Berkali-kali saya menginjak-injak lantai agar suara itu hilang. Tetap tak bergeming.
Dalam puncak ketakutan, saya nedak ke luar kantor menuju pintu tempat suara berasal. Langkah seribu. Pokoknya bisa keluar dengan selamat. Hanya itu yang ada di dalam pikiran.
Dengan keringat dingin saya pergi meninggalkan kantor. Lupa mengunci pintu, jangan-jangan juga lupa menutup pintu luarnya.
Bukan tempat gelap, bukan tempat sepi, bukan juga rintik hujan. Suara dan bau bangkai menyengat datang juga ternyata. Yang jelas waktu itu memang malam hari dan sudah lewat tengah malam.
Semalaman saya tak bisa tidur. Alamat tai bisa bermain SSB lagi. Malam-malam sepi akan kembali menyelimuti. Ketakutan memang sebuah siksaan tanpa ada obatnya.
Keesokan harinya, begitu datang ke kantor tak satu patah kata pun terucap dar mulut saya. Jangan-jangan ketika saya cerita nanti akan terulang kisah ketika tiga orang yang terpaksa menghentikan lemburannya karena mendengar suara meja dan kursi terbanting itu, tak seorang pun akan percaya.
Namun rasa penasaran akan suara dan bau bangkai itu tetap melekat kuat di kepala saya. Padahal sudah pagi, padahal para guru dan sfat sudah hadir, mengapa bau itu masih ada?
Pertanyaan itu akhirnya terjawab ketika guru olahraga dan siswa yang sedang berolahraga pagi itu terpaksa mengambil bola volli yang masuk ke kolong ruang kantor.

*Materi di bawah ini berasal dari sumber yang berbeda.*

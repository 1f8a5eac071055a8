//! Lowering of `globals` blocks to statements.
//!
//! Statements are the sole unit the globals engine manipulates: a flat
//! ordered list of `(lhs path, rhs)` records per directory, where the lhs
//! is the fully-qualified dotted path under the `global` namespace. Block
//! labels contribute path prefixes; an empty labeled block lowers to an
//! `extend` statement; the `unset` bareword lowers to a delete statement;
//! nested `map` blocks lower to generator statements.
//!
//! Lowering never aborts on the first problem: schema violations and
//! redefinitions are collected as issues keyed by the offending path, so
//! one bad binding does not hide its siblings.

use crate::error::{Origin, TerrastackError};
use crate::project::ProjectPath;
use crate::tree::{DirConfig, Expr, RawBlock, RefPath};
use regex::Regex;
use std::collections::HashMap;
use std::sync::OnceLock;

fn ident_regex() -> &'static Regex {
    static RE: OnceLock<Regex> = OnceLock::new();
    RE.get_or_init(|| Regex::new("^[a-zA-Z_][a-zA-Z0-9_-]*$").unwrap())
}

/// The default iterator namespace of `map` blocks.
pub const DEFAULT_ITERATOR: &str = "element";

/// The right-hand side of a statement.
#[derive(Debug, Clone)]
pub enum Rhs {
    /// Bind the lhs to the value of an expression.
    Expr(Expr),
    /// Guarantee the lhs exists as an object without binding keys.
    Extend,
    /// Delete the lhs binding for this scope's descendants.
    Unset,
    /// Generate one key per `for_each` element under the lhs.
    Map(MapBlock),
}

/// A lowered `map` generator block.
#[derive(Debug, Clone)]
pub struct MapBlock {
    /// The key bound under the enclosing scope.
    pub label: String,
    /// Must evaluate to a list; iterated in input order.
    pub for_each: Expr,
    /// Iterator namespace name (`element` unless overridden).
    pub iterator: String,
    /// Key expression, evaluated per element; must yield a string.
    pub key: Expr,
    /// Value expression or long-form object.
    pub value: MapValue,
    /// The block's declaration site.
    pub origin: Origin,
}

/// The value form of a `map` block.
#[derive(Debug, Clone)]
pub enum MapValue {
    /// `value = <expr>`.
    Single(Expr),
    /// `value { ... }` with attributes and nested generators.
    Object(Vec<MapEntry>),
}

/// One entry of a long-form `value { ... }` body.
#[derive(Debug, Clone)]
pub enum MapEntry {
    /// A plain attribute.
    Attr(String, Expr),
    /// A nested generator.
    Map(MapBlock),
}

/// One lowered statement.
#[derive(Debug, Clone)]
pub struct Statement {
    /// Path components under the `global` namespace.
    pub lhs: Vec<String>,
    /// What to do at the path.
    pub rhs: Rhs,
    /// The directory the statement was declared at.
    pub scope: ProjectPath,
    /// Declaration site.
    pub origin: Origin,
    /// Declaration index within the scope, for stable ordering.
    pub decl: usize,
}

impl Statement {
    /// The dotted rendering of the lhs, including the namespace root.
    #[must_use]
    pub fn dotted_lhs(&self) -> String {
        let mut out = String::from("global");
        for comp in &self.lhs {
            out.push('.');
            out.push_str(comp);
        }
        out
    }

    /// Whether this statement binds (or deletes) its path. Extend
    /// statements only materialize objects and never conflict or shadow.
    #[must_use]
    pub fn is_binding(&self) -> bool {
        !matches!(self.rhs, Rhs::Extend)
    }

    /// Every `global.…` reference the rhs depends on.
    #[must_use]
    pub fn references(&self) -> Vec<Vec<String>> {
        let mut refs = Vec::new();
        match &self.rhs {
            Rhs::Expr(expr) => collect_global_refs(expr, &mut refs),
            Rhs::Extend | Rhs::Unset => {}
            Rhs::Map(map) => collect_map_refs(map, &mut refs),
        }
        refs
    }
}

fn collect_global_refs(expr: &Expr, out: &mut Vec<Vec<String>>) {
    for RefPath { root, path } in expr.variables() {
        if root == "global" {
            out.push(path);
        }
    }
}

fn collect_map_refs(map: &MapBlock, out: &mut Vec<Vec<String>>) {
    collect_global_refs(&map.for_each, out);
    collect_global_refs(&map.key, out);
    match &map.value {
        MapValue::Single(expr) => collect_global_refs(expr, out),
        MapValue::Object(entries) => {
            for entry in entries {
                match entry {
                    MapEntry::Attr(_, expr) => collect_global_refs(expr, out),
                    MapEntry::Map(nested) => collect_map_refs(nested, out),
                }
            }
        }
    }
}

/// A lowering problem, kept in a clonable form so cached lowering results
/// can be shared across resolutions.
#[derive(Debug, Clone)]
pub struct Issue {
    /// The dotted path the issue is keyed by.
    pub path: String,
    /// What went wrong.
    pub kind: IssueKind,
    /// Declaration site of the offending item.
    pub origin: Origin,
    /// First definition site, for redefinitions.
    pub previous: Option<Origin>,
    /// Human-readable message for schema issues.
    pub message: String,
}

/// The kind of a lowering [`Issue`].
#[derive(Debug, Clone, Copy, PartialEq, Eq)]
pub enum IssueKind {
    /// Malformed block structure.
    Schema,
    /// Same path bound twice in the same scope.
    Redefined,
}

impl Issue {
    /// Materializes the issue as an error.
    #[must_use]
    pub fn to_error(&self) -> TerrastackError {
        match self.kind {
            IssueKind::Schema => TerrastackError::Schema {
                file: self.origin.file.clone(),
                message: self.message.clone(),
            },
            IssueKind::Redefined => TerrastackError::Redefined {
                path: self.path.clone(),
                origin: self.origin.clone(),
                previous: self.previous.clone().unwrap_or_else(Origin::synthetic),
            },
        }
    }
}

/// The lowering result of one directory.
#[derive(Debug, Clone, Default)]
pub struct LoweredDir {
    /// Statements in declaration order.
    pub statements: Vec<Statement>,
    /// Collected schema/redefinition issues.
    pub issues: Vec<Issue>,
}

/// Lowers every `globals` block of a directory.
#[must_use]
pub fn lower_dir(dir: &ProjectPath, cfg: &DirConfig) -> LoweredDir {
    let mut lowered = LoweredDir::default();
    // Binding statements seen so far, for same-scope redefinition checks.
    let mut seen: HashMap<String, Origin> = HashMap::new();
    let mut decl = 0usize;

    for block in &cfg.globals {
        lower_block(dir, block, &mut lowered, &mut seen, &mut decl);
    }

    tracing::trace!(
        dir = %dir,
        statements = lowered.statements.len(),
        issues = lowered.issues.len(),
        "lowered globals blocks"
    );
    lowered
}

fn lower_block(
    dir: &ProjectPath,
    block: &RawBlock,
    lowered: &mut LoweredDir,
    seen: &mut HashMap<String, Origin>,
    decl: &mut usize,
) {
    if let Err(issue) = validate_labels(&block.labels, &block.origin) {
        lowered.issues.push(issue);
        return;
    }
    let base: Vec<String> = block.labels.clone();

    let mut produced = false;

    for (name, expr) in &block.attrs {
        produced = true;
        let mut lhs = base.clone();
        lhs.push(name.clone());
        let rhs = if expr.is_unset_keyword() { Rhs::Unset } else { Rhs::Expr(expr.clone()) };
        push_binding(dir, lhs, rhs, expr.origin().clone(), lowered, seen, decl);
    }

    for nested in &block.nested {
        produced = true;
        if nested.kind != "map" {
            lowered.issues.push(Issue {
                path: dotted(&base),
                kind: IssueKind::Schema,
                origin: nested.origin.clone(),
                previous: None,
                message: format!("unexpected block '{}' inside globals", nested.kind),
            });
            continue;
        }
        match lower_map(nested) {
            Ok(map) => {
                let mut lhs = base.clone();
                lhs.push(map.label.clone());
                push_binding(dir, lhs, Rhs::Map(map), nested.origin.clone(), lowered, seen, decl);
            }
            Err(issue) => lowered.issues.push(issue),
        }
    }

    // An empty labeled block guarantees the subpath exists as an object.
    if !produced && !base.is_empty() {
        lowered.statements.push(Statement {
            lhs: base,
            rhs: Rhs::Extend,
            scope: dir.clone(),
            origin: block.origin.clone(),
            decl: *decl,
        });
        *decl += 1;
    }
}

fn push_binding(
    dir: &ProjectPath,
    lhs: Vec<String>,
    rhs: Rhs,
    origin: Origin,
    lowered: &mut LoweredDir,
    seen: &mut HashMap<String, Origin>,
    decl: &mut usize,
) {
    let path = dotted(&lhs);
    if let Some(previous) = seen.get(&path) {
        lowered.issues.push(Issue {
            path,
            kind: IssueKind::Redefined,
            origin,
            previous: Some(previous.clone()),
            message: String::new(),
        });
        return;
    }
    seen.insert(path, origin.clone());
    lowered.statements.push(Statement { lhs, rhs, scope: dir.clone(), origin, decl: *decl });
    *decl += 1;
}

fn validate_labels(labels: &[String], origin: &Origin) -> Result<(), Issue> {
    let Some(first) = labels.first() else {
        return Ok(());
    };
    if !ident_regex().is_match(first) {
        return Err(Issue {
            path: dotted(labels),
            kind: IssueKind::Schema,
            origin: origin.clone(),
            previous: None,
            message: format!("first label '{first}' must be a valid identifier"),
        });
    }
    for inner in &labels[1..] {
        if inner.is_empty() {
            return Err(Issue {
                path: dotted(labels),
                kind: IssueKind::Schema,
                origin: origin.clone(),
                previous: None,
                message: "labels must not be empty".to_string(),
            });
        }
    }
    Ok(())
}

fn lower_map(block: &RawBlock) -> Result<MapBlock, Issue> {
    let schema = |message: String| Issue {
        path: dotted(&block.labels),
        kind: IssueKind::Schema,
        origin: block.origin.clone(),
        previous: None,
        message,
    };

    if block.labels.len() != 1 {
        return Err(schema("map blocks take exactly one label".to_string()));
    }
    let label = block.labels[0].clone();
    if !ident_regex().is_match(&label) {
        return Err(schema(format!("map label '{label}' must be a valid identifier")));
    }

    let mut for_each = None;
    let mut key = None;
    let mut value_expr = None;
    let mut iterator = DEFAULT_ITERATOR.to_string();

    for (name, expr) in &block.attrs {
        match name.as_str() {
            "for_each" => for_each = Some(expr.clone()),
            "key" => key = Some(expr.clone()),
            "value" => value_expr = Some(expr.clone()),
            "iterator" => match expr.as_expression() {
                hcl::Expression::Variable(v) => iterator = v.as_str().to_string(),
                _ => return Err(schema("iterator must be a bare identifier".to_string())),
            },
            other => return Err(schema(format!("unknown map attribute '{other}'"))),
        }
    }

    let mut value_block = None;
    for nested in &block.nested {
        if nested.kind != "value" {
            return Err(schema(format!("unexpected block '{}' inside map", nested.kind)));
        }
        if value_block.is_some() {
            return Err(schema("map takes at most one value block".to_string()));
        }
        value_block = Some(lower_value_block(nested)?);
    }

    let value = match (value_expr, value_block) {
        (Some(expr), None) => MapValue::Single(expr),
        (None, Some(entries)) => MapValue::Object(entries),
        (Some(_), Some(_)) => {
            return Err(schema("map cannot have both a value attribute and a value block".to_string()))
        }
        (None, None) => return Err(schema("map requires a value attribute or value block".to_string())),
    };

    let for_each = for_each.ok_or_else(|| schema("map requires for_each".to_string()))?;
    let key = key.ok_or_else(|| schema("map requires key".to_string()))?;

    Ok(MapBlock { label, for_each, iterator, key, value, origin: block.origin.clone() })
}

fn lower_value_block(block: &RawBlock) -> Result<Vec<MapEntry>, Issue> {
    if !block.labels.is_empty() {
        return Err(Issue {
            path: dotted(&block.labels),
            kind: IssueKind::Schema,
            origin: block.origin.clone(),
            previous: None,
            message: "value blocks do not take labels".to_string(),
        });
    }
    let mut entries = Vec::new();
    for (name, expr) in &block.attrs {
        entries.push(MapEntry::Attr(name.clone(), expr.clone()));
    }
    for nested in &block.nested {
        if nested.kind != "map" {
            return Err(Issue {
                path: String::new(),
                kind: IssueKind::Schema,
                origin: nested.origin.clone(),
                previous: None,
                message: format!("unexpected block '{}' inside value", nested.kind),
            });
        }
        entries.push(MapEntry::Map(lower_map(nested)?));
    }
    Ok(entries)
}

fn dotted(path: &[String]) -> String {
    let mut out = String::from("global");
    for comp in path {
        out.push('.');
        out.push_str(comp);
    }
    out
}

Kantor memang tidak terbuat dari beton. Bangunan hanya terdiri dari kayu ulin. Jadi masih ada kolong di bawahnya setinggi kira 40 cm.
Mereka ribut karena menemukan bangkai anak anjing dan induknya. Oh! Rupanya suara itu adalah suara anjing di bawah kolong. Dan bau itu adalah bau bangkai anak anjing.
Saya akhirnya mengelus dada. Untung tidak ada hantu yang menampakkan dirinya di sekolah ini. Pun begitu kita tidak pungkiri bahwa ada mahluk gaib di sekitar kita.